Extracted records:
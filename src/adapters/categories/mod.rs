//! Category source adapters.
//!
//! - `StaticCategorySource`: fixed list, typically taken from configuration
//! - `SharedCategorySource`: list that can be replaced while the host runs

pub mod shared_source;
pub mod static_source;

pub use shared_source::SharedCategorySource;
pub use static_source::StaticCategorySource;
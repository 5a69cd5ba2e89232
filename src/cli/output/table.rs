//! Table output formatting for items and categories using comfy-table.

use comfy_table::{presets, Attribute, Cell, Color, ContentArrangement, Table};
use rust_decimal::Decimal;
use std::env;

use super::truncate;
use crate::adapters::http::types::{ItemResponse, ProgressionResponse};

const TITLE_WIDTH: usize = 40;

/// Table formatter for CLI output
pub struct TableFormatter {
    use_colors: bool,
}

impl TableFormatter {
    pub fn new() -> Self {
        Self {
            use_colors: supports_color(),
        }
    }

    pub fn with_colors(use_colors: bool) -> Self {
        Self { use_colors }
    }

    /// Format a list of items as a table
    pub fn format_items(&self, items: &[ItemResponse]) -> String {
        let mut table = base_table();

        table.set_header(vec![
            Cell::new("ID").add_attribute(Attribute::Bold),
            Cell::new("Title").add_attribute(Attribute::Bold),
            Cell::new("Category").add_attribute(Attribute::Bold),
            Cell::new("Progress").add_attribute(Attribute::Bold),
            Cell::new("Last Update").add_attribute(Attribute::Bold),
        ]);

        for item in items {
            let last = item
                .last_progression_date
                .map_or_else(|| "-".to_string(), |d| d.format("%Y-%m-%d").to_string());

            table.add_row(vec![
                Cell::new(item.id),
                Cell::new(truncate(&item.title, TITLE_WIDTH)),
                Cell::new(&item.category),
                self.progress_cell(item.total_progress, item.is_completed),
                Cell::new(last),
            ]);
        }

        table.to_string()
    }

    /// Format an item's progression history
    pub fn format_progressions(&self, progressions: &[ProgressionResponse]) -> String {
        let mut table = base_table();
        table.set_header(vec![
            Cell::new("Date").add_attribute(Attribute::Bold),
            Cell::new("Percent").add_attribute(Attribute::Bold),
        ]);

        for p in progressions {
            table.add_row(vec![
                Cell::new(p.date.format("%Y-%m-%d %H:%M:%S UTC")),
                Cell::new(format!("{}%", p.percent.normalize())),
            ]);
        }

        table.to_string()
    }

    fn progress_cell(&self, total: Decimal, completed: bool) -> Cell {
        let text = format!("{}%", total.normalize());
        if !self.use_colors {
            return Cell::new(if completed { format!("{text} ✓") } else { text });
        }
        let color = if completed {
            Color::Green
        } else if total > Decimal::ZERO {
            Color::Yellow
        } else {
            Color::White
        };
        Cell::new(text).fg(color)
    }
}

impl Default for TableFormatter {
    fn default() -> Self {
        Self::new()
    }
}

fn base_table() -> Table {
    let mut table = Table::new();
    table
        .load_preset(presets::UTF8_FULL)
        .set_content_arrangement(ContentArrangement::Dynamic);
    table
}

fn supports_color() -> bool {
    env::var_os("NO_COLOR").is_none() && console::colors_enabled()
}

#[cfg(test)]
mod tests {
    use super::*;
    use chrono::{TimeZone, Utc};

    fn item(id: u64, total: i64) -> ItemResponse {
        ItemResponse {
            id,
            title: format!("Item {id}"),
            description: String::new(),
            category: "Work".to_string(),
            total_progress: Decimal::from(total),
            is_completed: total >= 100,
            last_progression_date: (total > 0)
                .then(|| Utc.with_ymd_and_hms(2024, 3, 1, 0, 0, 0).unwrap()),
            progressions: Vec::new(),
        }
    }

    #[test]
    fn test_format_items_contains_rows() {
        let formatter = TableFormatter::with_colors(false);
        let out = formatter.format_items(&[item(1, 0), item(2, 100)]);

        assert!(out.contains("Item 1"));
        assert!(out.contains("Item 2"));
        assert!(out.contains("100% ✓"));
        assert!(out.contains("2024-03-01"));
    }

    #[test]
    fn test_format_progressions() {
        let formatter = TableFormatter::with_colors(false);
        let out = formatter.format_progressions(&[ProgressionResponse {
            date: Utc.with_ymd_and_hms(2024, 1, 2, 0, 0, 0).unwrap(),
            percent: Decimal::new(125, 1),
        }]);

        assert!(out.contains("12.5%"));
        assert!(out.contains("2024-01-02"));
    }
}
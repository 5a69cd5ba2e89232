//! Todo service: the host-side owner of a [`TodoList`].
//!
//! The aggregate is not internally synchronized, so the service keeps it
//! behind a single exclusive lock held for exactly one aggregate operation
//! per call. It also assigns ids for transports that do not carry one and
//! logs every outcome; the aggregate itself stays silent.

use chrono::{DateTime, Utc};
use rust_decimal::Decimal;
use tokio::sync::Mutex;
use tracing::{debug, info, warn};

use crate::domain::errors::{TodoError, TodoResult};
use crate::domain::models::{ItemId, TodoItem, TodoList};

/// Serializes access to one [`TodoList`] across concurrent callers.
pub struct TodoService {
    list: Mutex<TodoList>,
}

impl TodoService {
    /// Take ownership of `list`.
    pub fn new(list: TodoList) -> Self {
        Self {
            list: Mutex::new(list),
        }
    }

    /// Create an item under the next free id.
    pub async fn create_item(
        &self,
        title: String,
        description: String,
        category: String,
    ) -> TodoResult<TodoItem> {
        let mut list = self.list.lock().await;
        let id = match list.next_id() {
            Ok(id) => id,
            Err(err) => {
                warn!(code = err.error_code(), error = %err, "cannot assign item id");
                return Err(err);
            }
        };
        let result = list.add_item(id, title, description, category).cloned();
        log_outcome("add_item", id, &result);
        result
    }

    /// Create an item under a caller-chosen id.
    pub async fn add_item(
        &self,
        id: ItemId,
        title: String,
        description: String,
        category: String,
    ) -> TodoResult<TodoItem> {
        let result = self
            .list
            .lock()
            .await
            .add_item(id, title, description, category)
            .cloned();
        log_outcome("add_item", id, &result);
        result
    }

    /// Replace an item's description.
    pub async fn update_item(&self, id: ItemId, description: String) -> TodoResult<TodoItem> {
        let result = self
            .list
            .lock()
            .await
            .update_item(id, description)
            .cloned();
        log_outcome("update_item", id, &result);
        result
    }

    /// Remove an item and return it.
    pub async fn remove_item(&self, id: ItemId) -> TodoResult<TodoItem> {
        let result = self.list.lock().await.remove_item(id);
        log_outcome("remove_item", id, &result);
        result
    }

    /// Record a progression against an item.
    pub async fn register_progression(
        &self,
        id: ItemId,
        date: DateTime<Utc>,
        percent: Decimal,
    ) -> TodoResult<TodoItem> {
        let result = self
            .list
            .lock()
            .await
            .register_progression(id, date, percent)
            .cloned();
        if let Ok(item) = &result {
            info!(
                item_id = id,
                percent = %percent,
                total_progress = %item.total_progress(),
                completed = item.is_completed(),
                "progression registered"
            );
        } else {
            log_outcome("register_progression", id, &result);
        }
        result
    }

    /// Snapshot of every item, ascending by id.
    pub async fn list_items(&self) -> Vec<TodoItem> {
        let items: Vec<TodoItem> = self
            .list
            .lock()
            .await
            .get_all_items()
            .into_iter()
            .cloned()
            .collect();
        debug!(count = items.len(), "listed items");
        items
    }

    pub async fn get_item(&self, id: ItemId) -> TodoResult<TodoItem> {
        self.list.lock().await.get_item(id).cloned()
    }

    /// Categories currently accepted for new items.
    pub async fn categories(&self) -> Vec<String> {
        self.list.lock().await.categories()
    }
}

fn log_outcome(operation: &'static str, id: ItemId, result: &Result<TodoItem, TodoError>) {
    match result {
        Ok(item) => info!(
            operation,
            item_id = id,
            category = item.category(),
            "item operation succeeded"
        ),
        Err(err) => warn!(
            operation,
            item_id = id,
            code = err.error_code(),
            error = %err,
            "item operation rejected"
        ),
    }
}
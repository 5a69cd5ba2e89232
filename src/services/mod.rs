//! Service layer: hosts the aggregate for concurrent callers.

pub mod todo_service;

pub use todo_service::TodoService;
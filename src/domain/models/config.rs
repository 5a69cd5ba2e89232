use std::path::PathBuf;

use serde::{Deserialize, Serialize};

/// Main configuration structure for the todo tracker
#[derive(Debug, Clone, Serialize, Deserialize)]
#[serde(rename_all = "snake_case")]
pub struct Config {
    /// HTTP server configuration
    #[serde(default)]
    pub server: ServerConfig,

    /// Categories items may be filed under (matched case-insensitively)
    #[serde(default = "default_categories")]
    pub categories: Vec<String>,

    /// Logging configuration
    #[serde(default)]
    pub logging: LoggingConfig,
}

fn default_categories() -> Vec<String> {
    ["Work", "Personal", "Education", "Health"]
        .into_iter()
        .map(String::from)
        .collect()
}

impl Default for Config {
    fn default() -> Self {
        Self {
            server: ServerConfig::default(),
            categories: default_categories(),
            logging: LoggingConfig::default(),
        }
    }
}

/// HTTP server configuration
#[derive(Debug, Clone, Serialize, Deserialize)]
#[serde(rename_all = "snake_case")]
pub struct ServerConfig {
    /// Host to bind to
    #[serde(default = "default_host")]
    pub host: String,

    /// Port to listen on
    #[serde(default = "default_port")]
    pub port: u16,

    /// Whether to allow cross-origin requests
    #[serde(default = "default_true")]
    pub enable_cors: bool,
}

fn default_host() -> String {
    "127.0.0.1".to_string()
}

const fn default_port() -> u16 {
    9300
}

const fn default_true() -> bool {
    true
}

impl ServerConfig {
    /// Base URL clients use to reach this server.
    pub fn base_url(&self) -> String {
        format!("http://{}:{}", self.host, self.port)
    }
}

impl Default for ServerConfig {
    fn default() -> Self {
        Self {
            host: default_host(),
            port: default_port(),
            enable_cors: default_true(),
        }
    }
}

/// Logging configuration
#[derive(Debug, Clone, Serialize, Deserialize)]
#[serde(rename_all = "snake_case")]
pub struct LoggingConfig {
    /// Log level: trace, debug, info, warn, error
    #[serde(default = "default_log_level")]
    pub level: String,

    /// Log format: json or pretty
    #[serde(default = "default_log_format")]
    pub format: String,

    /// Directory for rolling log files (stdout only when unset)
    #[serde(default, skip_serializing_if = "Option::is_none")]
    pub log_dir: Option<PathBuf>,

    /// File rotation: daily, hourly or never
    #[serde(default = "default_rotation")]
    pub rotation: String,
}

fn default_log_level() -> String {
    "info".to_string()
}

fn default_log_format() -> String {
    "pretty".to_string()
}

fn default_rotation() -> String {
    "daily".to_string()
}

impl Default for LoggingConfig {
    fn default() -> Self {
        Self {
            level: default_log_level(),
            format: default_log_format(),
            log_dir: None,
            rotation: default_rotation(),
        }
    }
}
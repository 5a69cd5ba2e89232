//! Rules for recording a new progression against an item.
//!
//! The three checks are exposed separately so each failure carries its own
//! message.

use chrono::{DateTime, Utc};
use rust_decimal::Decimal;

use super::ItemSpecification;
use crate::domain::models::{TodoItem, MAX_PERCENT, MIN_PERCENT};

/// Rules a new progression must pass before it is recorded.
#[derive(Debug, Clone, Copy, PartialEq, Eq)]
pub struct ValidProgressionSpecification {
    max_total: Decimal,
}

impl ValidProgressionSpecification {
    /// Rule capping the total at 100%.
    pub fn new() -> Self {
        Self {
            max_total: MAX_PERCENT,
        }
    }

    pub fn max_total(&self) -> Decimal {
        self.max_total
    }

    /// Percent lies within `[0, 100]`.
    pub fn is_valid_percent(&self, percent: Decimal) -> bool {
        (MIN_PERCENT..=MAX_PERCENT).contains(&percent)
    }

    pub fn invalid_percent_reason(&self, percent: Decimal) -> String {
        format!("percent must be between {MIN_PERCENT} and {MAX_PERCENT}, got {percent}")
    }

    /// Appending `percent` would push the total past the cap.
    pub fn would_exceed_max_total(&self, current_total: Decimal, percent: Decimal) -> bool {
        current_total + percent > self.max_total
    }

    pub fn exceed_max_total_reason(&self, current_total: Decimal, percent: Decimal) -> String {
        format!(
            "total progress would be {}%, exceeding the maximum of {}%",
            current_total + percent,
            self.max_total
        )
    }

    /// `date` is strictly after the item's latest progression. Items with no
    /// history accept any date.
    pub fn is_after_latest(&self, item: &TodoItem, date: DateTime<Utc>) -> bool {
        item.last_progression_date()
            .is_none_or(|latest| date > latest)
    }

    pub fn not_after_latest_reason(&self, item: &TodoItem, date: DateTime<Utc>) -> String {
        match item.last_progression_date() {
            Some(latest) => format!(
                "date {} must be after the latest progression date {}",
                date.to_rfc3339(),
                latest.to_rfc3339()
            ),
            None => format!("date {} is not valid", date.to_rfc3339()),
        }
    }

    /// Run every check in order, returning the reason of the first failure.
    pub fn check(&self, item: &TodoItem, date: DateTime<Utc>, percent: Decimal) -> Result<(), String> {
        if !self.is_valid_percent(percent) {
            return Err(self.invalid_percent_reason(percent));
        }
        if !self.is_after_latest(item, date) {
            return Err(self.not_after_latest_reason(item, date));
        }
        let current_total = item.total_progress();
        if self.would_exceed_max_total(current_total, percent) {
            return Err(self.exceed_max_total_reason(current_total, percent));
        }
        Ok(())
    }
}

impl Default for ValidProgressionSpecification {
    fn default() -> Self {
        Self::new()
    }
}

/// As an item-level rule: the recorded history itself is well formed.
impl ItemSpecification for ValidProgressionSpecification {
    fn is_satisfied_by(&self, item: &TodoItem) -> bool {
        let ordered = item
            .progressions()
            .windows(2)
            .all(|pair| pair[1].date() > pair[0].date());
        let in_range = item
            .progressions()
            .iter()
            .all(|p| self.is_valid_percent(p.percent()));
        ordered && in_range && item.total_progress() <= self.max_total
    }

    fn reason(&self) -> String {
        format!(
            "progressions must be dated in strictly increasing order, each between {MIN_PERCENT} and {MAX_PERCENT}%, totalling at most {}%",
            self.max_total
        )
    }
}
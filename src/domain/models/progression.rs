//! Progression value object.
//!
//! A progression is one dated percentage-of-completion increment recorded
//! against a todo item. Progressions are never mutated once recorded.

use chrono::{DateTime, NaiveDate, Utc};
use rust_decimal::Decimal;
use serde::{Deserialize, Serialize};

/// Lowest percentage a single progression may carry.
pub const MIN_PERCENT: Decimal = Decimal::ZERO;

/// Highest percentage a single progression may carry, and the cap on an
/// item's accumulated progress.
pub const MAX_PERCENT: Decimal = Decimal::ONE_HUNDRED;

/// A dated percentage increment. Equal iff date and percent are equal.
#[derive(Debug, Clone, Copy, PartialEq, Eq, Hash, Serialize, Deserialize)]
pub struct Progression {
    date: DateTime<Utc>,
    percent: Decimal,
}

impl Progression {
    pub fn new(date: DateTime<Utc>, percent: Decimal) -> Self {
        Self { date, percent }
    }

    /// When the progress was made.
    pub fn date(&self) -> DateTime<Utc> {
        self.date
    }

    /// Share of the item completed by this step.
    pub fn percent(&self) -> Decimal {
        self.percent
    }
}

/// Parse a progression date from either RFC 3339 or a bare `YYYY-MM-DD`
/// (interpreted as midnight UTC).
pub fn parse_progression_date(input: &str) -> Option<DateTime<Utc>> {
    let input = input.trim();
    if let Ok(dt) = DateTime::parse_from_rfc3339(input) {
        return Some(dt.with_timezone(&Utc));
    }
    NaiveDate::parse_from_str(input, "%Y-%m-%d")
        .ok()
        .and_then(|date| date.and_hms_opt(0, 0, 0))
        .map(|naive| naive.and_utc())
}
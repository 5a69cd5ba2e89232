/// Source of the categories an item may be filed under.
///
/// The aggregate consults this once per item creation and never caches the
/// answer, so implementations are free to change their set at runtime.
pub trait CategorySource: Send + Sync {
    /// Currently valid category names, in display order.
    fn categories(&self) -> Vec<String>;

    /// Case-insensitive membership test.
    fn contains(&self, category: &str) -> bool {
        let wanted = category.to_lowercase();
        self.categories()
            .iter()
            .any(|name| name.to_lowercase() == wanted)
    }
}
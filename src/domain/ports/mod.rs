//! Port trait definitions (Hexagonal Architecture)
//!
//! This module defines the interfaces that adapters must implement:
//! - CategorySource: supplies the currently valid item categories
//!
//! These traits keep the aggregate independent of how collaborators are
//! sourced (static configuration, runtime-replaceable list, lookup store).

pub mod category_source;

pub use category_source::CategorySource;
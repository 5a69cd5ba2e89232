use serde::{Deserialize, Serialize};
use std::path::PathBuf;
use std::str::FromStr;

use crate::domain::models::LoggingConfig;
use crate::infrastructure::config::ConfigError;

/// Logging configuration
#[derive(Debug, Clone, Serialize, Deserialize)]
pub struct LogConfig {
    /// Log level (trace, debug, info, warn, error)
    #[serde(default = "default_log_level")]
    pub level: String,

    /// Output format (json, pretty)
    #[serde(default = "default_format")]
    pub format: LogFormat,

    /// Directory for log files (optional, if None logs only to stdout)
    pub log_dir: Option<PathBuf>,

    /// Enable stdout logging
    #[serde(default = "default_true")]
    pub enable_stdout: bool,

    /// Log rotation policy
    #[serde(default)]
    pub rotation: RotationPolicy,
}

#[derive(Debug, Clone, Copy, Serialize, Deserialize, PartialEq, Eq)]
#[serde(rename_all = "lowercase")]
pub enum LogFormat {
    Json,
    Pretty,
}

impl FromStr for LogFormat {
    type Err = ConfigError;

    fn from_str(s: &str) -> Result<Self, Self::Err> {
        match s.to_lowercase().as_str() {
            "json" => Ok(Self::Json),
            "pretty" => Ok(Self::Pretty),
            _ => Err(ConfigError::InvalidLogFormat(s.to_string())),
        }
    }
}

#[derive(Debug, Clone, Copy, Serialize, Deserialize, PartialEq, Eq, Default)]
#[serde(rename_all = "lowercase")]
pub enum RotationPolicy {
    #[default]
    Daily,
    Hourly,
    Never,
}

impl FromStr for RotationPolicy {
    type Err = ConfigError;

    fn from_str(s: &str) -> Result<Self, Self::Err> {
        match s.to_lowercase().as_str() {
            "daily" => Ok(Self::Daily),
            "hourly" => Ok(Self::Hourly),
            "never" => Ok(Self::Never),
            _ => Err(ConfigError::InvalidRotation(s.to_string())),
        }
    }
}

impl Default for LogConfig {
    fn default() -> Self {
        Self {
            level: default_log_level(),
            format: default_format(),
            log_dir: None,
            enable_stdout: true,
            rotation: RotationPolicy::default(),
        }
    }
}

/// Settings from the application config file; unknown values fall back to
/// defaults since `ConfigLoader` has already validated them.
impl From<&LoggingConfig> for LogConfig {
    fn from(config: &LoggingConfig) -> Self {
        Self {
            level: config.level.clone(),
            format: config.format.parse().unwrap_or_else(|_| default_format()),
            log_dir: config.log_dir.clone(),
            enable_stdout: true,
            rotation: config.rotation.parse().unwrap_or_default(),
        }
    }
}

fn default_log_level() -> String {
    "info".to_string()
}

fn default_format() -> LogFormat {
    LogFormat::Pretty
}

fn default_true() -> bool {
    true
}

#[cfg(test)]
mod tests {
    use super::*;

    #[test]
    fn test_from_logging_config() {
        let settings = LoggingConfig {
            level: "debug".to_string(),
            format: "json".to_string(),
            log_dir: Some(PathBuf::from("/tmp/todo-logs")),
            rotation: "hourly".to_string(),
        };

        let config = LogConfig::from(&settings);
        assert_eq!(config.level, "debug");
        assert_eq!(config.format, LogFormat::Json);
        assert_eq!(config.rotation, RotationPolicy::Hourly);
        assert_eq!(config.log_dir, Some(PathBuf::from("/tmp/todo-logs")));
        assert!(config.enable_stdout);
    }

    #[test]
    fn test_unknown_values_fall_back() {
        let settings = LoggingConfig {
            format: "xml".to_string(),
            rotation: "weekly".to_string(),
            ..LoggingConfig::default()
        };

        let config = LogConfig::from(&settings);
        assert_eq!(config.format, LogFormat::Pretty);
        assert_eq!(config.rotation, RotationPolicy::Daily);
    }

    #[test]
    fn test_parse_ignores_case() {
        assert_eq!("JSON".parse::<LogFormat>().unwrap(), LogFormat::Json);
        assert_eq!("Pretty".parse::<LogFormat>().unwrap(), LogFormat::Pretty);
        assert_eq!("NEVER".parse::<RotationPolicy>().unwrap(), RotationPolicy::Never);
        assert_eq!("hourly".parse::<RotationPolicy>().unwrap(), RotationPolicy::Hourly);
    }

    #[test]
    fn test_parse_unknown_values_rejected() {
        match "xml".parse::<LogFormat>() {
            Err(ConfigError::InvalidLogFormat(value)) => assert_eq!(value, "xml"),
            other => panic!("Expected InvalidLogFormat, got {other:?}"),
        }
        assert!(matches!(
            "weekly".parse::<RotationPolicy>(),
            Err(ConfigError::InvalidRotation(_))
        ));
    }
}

About this exercise: Up to and including the line with "use std::env;", output each line of the entries above exactly, starting from the first.

Your response:
filename src/adapters/categories/mod.rs
//! Category source adapters.
//!
//! - `StaticCategorySource`: fixed list, typically taken from configuration
//! - `SharedCategorySource`: list that can be replaced while the host runs

pub mod shared_source;
pub mod static_source;

pub use shared_source::SharedCategorySource;
pub use static_source::StaticCategorySource;
repository 5a69cd5ba2e89232
filename src/cli/output/table.rs
//! Table output formatting for items and categories using comfy-table.

use comfy_table::{presets, Attribute, Cell, Color, ContentArrangement, Table};
use rust_decimal::Decimal;
use std::env;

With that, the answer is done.